#### Information shown ####
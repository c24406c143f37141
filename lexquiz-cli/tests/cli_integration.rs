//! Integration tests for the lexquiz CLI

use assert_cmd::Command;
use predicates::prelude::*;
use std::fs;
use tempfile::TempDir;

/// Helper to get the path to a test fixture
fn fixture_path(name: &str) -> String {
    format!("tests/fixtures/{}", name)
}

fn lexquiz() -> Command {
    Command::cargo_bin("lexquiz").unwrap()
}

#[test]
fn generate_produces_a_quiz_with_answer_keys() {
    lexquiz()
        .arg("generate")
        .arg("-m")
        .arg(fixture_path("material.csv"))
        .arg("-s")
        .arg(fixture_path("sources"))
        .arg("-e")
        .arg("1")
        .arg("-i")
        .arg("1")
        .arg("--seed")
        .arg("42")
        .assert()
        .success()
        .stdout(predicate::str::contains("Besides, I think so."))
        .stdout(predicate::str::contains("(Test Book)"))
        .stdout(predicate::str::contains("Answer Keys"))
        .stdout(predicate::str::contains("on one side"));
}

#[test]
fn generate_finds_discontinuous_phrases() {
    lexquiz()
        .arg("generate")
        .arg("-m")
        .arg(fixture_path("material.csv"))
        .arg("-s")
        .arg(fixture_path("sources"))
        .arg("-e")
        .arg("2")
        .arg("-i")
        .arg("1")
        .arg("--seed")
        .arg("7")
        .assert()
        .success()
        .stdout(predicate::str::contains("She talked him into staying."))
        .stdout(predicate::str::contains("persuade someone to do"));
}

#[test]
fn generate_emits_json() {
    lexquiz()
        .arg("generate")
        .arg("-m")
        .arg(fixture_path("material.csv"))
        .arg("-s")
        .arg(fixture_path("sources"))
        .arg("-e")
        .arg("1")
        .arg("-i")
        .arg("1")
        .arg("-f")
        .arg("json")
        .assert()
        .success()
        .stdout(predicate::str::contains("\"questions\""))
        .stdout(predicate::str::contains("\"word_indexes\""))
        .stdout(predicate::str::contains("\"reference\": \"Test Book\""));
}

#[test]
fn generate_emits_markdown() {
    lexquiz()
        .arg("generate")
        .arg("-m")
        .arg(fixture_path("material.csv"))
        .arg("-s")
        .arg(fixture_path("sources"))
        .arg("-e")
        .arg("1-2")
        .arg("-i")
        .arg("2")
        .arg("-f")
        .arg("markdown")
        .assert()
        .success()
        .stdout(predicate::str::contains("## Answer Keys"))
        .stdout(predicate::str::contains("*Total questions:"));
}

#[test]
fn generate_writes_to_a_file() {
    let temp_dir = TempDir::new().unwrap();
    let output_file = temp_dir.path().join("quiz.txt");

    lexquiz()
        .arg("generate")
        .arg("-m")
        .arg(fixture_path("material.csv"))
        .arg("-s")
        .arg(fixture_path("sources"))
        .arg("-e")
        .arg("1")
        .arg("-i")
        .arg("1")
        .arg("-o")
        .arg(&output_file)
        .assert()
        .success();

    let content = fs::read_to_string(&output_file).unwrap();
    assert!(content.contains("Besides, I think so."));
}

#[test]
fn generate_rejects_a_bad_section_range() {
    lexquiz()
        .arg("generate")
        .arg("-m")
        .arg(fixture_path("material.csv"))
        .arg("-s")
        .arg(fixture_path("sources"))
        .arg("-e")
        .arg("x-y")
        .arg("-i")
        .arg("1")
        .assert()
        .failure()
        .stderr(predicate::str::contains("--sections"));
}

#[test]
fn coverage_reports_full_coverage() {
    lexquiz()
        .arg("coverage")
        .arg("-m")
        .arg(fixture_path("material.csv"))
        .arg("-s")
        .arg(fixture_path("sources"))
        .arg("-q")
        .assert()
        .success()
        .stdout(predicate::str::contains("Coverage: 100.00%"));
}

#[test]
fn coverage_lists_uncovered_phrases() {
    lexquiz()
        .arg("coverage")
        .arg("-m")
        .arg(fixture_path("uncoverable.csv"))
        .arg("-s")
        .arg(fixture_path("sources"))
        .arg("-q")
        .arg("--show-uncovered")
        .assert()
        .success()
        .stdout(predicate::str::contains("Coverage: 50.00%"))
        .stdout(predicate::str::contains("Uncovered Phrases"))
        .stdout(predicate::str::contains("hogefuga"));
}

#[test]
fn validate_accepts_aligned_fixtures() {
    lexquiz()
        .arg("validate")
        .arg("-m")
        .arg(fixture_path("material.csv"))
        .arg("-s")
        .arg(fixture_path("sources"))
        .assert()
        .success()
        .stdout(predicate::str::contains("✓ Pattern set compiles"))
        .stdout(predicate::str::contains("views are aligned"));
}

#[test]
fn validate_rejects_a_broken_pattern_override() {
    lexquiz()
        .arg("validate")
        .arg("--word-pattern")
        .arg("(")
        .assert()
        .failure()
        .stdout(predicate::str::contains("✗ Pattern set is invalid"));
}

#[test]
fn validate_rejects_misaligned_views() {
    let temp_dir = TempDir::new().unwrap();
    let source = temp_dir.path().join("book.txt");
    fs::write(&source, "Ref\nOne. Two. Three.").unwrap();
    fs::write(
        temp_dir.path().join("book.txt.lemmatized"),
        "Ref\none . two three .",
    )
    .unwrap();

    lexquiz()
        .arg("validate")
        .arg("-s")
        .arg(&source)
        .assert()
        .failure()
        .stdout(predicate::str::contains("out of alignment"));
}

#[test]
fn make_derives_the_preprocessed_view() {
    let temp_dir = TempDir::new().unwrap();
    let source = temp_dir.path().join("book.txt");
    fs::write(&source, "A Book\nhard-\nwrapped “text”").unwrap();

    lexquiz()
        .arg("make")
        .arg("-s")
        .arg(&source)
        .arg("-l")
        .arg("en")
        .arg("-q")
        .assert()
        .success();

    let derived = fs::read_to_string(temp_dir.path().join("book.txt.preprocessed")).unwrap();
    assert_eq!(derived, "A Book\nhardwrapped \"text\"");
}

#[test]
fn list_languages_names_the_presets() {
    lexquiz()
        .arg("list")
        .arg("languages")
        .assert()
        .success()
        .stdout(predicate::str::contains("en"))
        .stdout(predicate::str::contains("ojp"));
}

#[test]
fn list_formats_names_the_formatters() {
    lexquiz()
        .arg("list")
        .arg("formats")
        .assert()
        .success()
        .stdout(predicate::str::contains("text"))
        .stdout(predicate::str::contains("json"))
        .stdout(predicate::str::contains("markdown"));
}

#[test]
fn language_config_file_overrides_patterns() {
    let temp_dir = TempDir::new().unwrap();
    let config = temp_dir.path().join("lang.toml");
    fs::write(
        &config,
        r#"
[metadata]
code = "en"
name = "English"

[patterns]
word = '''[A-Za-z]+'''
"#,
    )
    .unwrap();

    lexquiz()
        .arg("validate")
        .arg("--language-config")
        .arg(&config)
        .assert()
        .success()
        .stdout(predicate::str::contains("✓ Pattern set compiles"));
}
####
Assignment: In the lines above, locate the string "text". Copy every line where it occurs.

Expected answer:
    fs::write(&source, "A Book\nhard-\nwrapped “text”").unwrap();
    assert_eq!(derived, "A Book\nhardwrapped \"text\"");
        .stdout(predicate::str::contains("text"))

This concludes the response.